Core and auxiliary genome modeling for cranberry and blueberry. Panel A depicts the model for the core (circle) and auxiliary (triangle) pangenome for cranberry. For each point along the x-axis, we take every possible combination of that size from our genome samples and plot the average number of core and auxiliary genes as a point. Panel B depicts the model for the core (triangles) and auxiliary genes (circles) for northern (dark blue) and southern (light blue) highbush blueberry. Note the y-axes do not start at zero.
Pangenome modeling
Though cultivars were selected to capture the greatest genetic diversity (Figure S1), to capture all genetic diversity we must assay every individual. However, we can estimate the size of the pangenome through modeling our sample. Figure 2 displays this model of the core and auxiliary gene content of the pangenome estimated using orthogrouping to best capture core and auxiliary genes that were no longer in their ancestral position in the genome. For cranberry, we identified 14 552 core genes out of an average of 27 462 total genes per accession (53%). The number of total auxiliary genes increases as more genomes are queried. However, the amount of new auxiliary genes per accession added decreases. The pangenome is considered ‘closed’ when the total number of auxiliary genes eventually reaches a plateau. That plateau has not been reached modeling on our data. Therefore, further sampling of cranberry genomes will uncover greater genetic variation and additional novel auxiliary genes.
For blueberry, the model of auxiliary and core gene content appeared to reach a plateau more quickly than cranberry.

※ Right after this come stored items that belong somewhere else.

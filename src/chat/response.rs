// Copyright 2026 Layne Penney
// SPDX-License-Identifier: AGPL-3.0-or-later

//! The per-request response channel.
//!
//! A [`ChatResponse`] is owned by exactly one [`ChatRequest`](super::ChatRequest)
//! and handed by `&mut` to whichever agent is currently producing output.
//! Every mutation is also published as a [`ResponseEvent`] so observers (the
//! CLI, a UI) can render progress before the request finishes.
//!
//! Once completed or failed the response is frozen and further writes are
//! rejected with [`ResponseError::Closed`].

use serde::{Deserialize, Serialize};
use tokio::sync::broadcast;

use crate::error::ResponseError;

/// Capacity of the observer channel. Slow observers lag rather than block.
const EVENT_CAPACITY: usize = 256;

/// A fragment of response content.
#[derive(Debug, Clone, PartialEq, Eq, Serialize, Deserialize)]
#[serde(tag = "kind", content = "text", rename_all = "snake_case")]
pub enum ResponseContent {
    /// Markdown text produced by an agent.
    Text(String),
    /// A notice for the user that is not part of the answer itself.
    Informational(String),
}

impl ResponseContent {
    /// Text of the fragment regardless of kind.
    pub fn as_str(&self) -> &str {
        match self {
            ResponseContent::Text(text) | ResponseContent::Informational(text) => text,
        }
    }
}

/// Status of a progress entry.
#[derive(Debug, Clone, Copy, PartialEq, Eq, Serialize, Deserialize)]
#[serde(rename_all = "snake_case")]
pub enum ProgressStatus {
    InProgress,
    Completed,
    Failed,
}

/// A status marker shown while work is underway.
#[derive(Debug, Clone, PartialEq, Eq, Serialize, Deserialize)]
pub struct ProgressMessage {
    pub id: String,
    pub content: String,
    pub status: ProgressStatus,
}

/// Lifecycle of a response.
#[derive(Debug, Clone, PartialEq, Eq, Serialize, Deserialize)]
pub enum ResponseState {
    Pending,
    Complete,
    Failed(String),
}

/// Change notifications published to observers.
#[derive(Debug, Clone, PartialEq)]
pub enum ResponseEvent {
    /// A fragment was appended. Text deltas arrive as they stream.
    Content(ResponseContent),
    /// A progress entry was added or changed status.
    Progress(ProgressMessage),
    /// Authorship moved to another agent.
    AgentChanged { from: String, to: String },
    Completed,
    Failed(String),
}

/// Mutable response owned by a single chat request.
#[derive(Debug)]
pub struct ChatResponse {
    id: String,
    agent_id: String,
    reassigned: bool,
    content: Vec<ResponseContent>,
    progress: Vec<ProgressMessage>,
    state: ResponseState,
    events: broadcast::Sender<ResponseEvent>,
}

impl ChatResponse {
    /// Create an empty response authored by `agent_id`.
    pub fn new(agent_id: impl Into<String>) -> Self {
        let (events, _) = broadcast::channel(EVENT_CAPACITY);
        Self {
            id: uuid::Uuid::new_v4().to_string(),
            agent_id: agent_id.into(),
            reassigned: false,
            content: Vec::new(),
            progress: Vec::new(),
            state: ResponseState::Pending,
            events,
        }
    }

    /// Subscribe to change notifications.
    pub fn subscribe(&self) -> broadcast::Receiver<ResponseEvent> {
        self.events.subscribe()
    }

    pub fn id(&self) -> &str {
        &self.id
    }

    /// The agent currently credited with this response.
    pub fn agent_id(&self) -> &str {
        &self.agent_id
    }

    pub fn content(&self) -> &[ResponseContent] {
        &self.content
    }

    pub fn progress_messages(&self) -> &[ProgressMessage] {
        &self.progress
    }

    pub fn state(&self) -> &ResponseState {
        &self.state
    }

    /// Whether the response has been completed or failed.
    pub fn is_closed(&self) -> bool {
        self.state != ResponseState::Pending
    }

    /// Concatenated answer text, excluding informational notices.
    pub fn text(&self) -> String {
        self.content
            .iter()
            .filter_map(|c| match c {
                ResponseContent::Text(text) => Some(text.as_str()),
                ResponseContent::Informational(_) => None,
            })
            .collect()
    }

    /// Append a content fragment.
    ///
    /// Consecutive text fragments are merged so streamed deltas form one block.
    pub fn add_content(&mut self, fragment: ResponseContent) -> Result<(), ResponseError> {
        self.ensure_open()?;

        match (&fragment, self.content.last_mut()) {
            (ResponseContent::Text(delta), Some(ResponseContent::Text(existing))) => {
                existing.push_str(delta);
            }
            _ => self.content.push(fragment.clone()),
        }
        self.publish(ResponseEvent::Content(fragment));
        Ok(())
    }

    /// Add a progress entry and return it.
    pub fn add_progress_message(
        &mut self,
        content: impl Into<String>,
        status: ProgressStatus,
    ) -> Result<ProgressMessage, ResponseError> {
        self.ensure_open()?;

        let message = ProgressMessage {
            id: uuid::Uuid::new_v4().to_string(),
            content: content.into(),
            status,
        };
        self.progress.push(message.clone());
        self.publish(ResponseEvent::Progress(message.clone()));
        Ok(message)
    }

    /// Change the status of one progress entry.
    pub fn update_progress_message(
        &mut self,
        id: &str,
        status: ProgressStatus,
    ) -> Result<(), ResponseError> {
        self.ensure_open()?;

        let entry = self
            .progress
            .iter_mut()
            .find(|p| p.id == id)
            .ok_or_else(|| ResponseError::UnknownProgress(id.to_string()))?;
        entry.status = status;
        let updated = entry.clone();
        self.publish(ResponseEvent::Progress(updated));
        Ok(())
    }

    /// Set every progress entry to `status`.
    pub fn mark_all_progress(&mut self, status: ProgressStatus) -> Result<(), ResponseError> {
        let ids: Vec<String> = self.progress.iter().map(|p| p.id.clone()).collect();
        for id in ids {
            self.update_progress_message(&id, status)?;
        }
        Ok(())
    }

    /// Set every entry still in progress to `status`.
    pub fn resolve_in_progress(&mut self, status: ProgressStatus) -> Result<(), ResponseError> {
        let ids: Vec<String> = self
            .progress
            .iter()
            .filter(|p| p.status == ProgressStatus::InProgress)
            .map(|p| p.id.clone())
            .collect();
        for id in ids {
            self.update_progress_message(&id, status)?;
        }
        Ok(())
    }

    /// Transfer authorship to another agent.
    ///
    /// Allowed once per request.
    pub fn override_agent_id(&mut self, agent_id: impl Into<String>) -> Result<(), ResponseError> {
        self.ensure_open()?;
        if self.reassigned {
            return Err(ResponseError::AgentAlreadyReassigned(self.agent_id.clone()));
        }

        let to = agent_id.into();
        let from = std::mem::replace(&mut self.agent_id, to.clone());
        self.reassigned = true;
        self.publish(ResponseEvent::AgentChanged { from, to });
        Ok(())
    }

    /// Mark the response complete and freeze it.
    pub fn complete(&mut self) -> Result<(), ResponseError> {
        self.ensure_open()?;
        self.state = ResponseState::Complete;
        self.publish(ResponseEvent::Completed);
        Ok(())
    }

    /// Mark the response failed and freeze it.
    ///
    /// Entries still in progress are marked failed first.
    pub fn fail(&mut self, reason: impl Into<String>) -> Result<(), ResponseError> {
        self.ensure_open()?;
        self.resolve_in_progress(ProgressStatus::Failed)?;
        let reason = reason.into();
        self.state = ResponseState::Failed(reason.clone());
        self.publish(ResponseEvent::Failed(reason));
        Ok(())
    }

    fn ensure_open(&self) -> Result<(), ResponseError> {
        if self.is_closed() {
            Err(ResponseError::Closed)
        } else {
            Ok(())
        }
    }

    fn publish(&self, event: ResponseEvent) {
        // No subscribers is fine.
        let _ = self.events.send(event);
    }
}

#[cfg(test)]
mod tests {
    use super::*;

    #[test]
    fn test_text_fragments_merge() {
        let mut response = ChatResponse::new("Universal");
        response.add_content(ResponseContent::Text("Hello".into())).unwrap();
        response.add_content(ResponseContent::Text(", world".into())).unwrap();
        response
            .add_content(ResponseContent::Informational("note".into()))
            .unwrap();
        response.add_content(ResponseContent::Text("!".into())).unwrap();

        assert_eq!(response.content().len(), 3);
        assert_eq!(response.content()[0].as_str(), "Hello, world");
        assert_eq!(response.text(), "Hello, world!");
    }

    #[test]
    fn test_agent_reassigned_once() {
        let mut response = ChatResponse::new("Orchestrator");
        response.override_agent_id("Coder").unwrap();
        assert_eq!(response.agent_id(), "Coder");

        let err = response.override_agent_id("Architect").unwrap_err();
        assert_eq!(err, ResponseError::AgentAlreadyReassigned("Coder".to_string()));
        assert_eq!(response.agent_id(), "Coder");
    }

    #[test]
    fn test_progress_updates() {
        let mut response = ChatResponse::new("Orchestrator");
        let first = response
            .add_progress_message("routing", ProgressStatus::InProgress)
            .unwrap();
        response
            .add_progress_message("done already", ProgressStatus::Completed)
            .unwrap();

        response.resolve_in_progress(ProgressStatus::Failed).unwrap();
        assert_eq!(response.progress_messages()[0].status, ProgressStatus::Failed);
        assert_eq!(response.progress_messages()[1].status, ProgressStatus::Completed);

        response.mark_all_progress(ProgressStatus::Completed).unwrap();
        assert!(response
            .progress_messages()
            .iter()
            .all(|p| p.status == ProgressStatus::Completed));

        response
            .update_progress_message(&first.id, ProgressStatus::InProgress)
            .unwrap();
        assert!(matches!(
            response.update_progress_message("missing", ProgressStatus::Failed),
            Err(ResponseError::UnknownProgress(_))
        ));
    }

    #[test]
    fn test_closed_after_complete() {
        let mut response = ChatResponse::new("Universal");
        response.add_content(ResponseContent::Text("answer".into())).unwrap();
        response.complete().unwrap();

        assert_eq!(response.state(), &ResponseState::Complete);
        assert_eq!(
            response.add_content(ResponseContent::Text("late".into())),
            Err(ResponseError::Closed)
        );
        assert_eq!(response.override_agent_id("Coder"), Err(ResponseError::Closed));
        assert_eq!(response.complete(), Err(ResponseError::Closed));
        assert_eq!(response.text(), "answer");
    }

    #[test]
    fn test_fail_resolves_progress() {
        let mut response = ChatResponse::new("Orchestrator");
        response
            .add_progress_message("routing", ProgressStatus::InProgress)
            .unwrap();
        response.fail("boom").unwrap();

        assert_eq!(response.state(), &ResponseState::Failed("boom".to_string()));
        assert_eq!(response.progress_messages()[0].status, ProgressStatus::Failed);
        assert!(response.fail("again").is_err());
    }

    #[tokio::test]
    async fn test_observers_see_events_in_order() {
        let mut response = ChatResponse::new("Orchestrator");
        let mut events = response.subscribe();

        let progress = response
            .add_progress_message("routing", ProgressStatus::InProgress)
            .unwrap();
        response.override_agent_id("Coder").unwrap();
        response.add_content(ResponseContent::Text("hi".into())).unwrap();
        response.complete().unwrap();

        assert_eq!(events.recv().await.unwrap(), ResponseEvent::Progress(progress));
        assert_eq!(
            events.recv().await.unwrap(),
            ResponseEvent::AgentChanged {
                from: "Orchestrator".into(),
                to: "Coder".into()
            }
        );
        assert_eq!(
            events.recv().await.unwrap(),
            ResponseEvent::Content(ResponseContent::Text("hi".into()))
        );
        assert_eq!(events.recv().await.unwrap(), ResponseEvent::Completed);
    }
}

This suggests the same numbers of blueberry individuals for both northern and southern highbush varieties captures a greater proportion of total auxiliary genes than for cranberry, and that we are closer to estimating the true core genome size for blueberry. However, we still observe an incomplete plateau and expect to uncover novel auxiliary genes and an improved core genome size as more genomes are queried. In northern highbush blueberry, there were an average of 70 073 core genes out of 104 552 total genes per accession (67.02%). In southern highbush blueberry, there were an average of 72 155 core genes out of an average of 108 020 total genes per accession (66.80%).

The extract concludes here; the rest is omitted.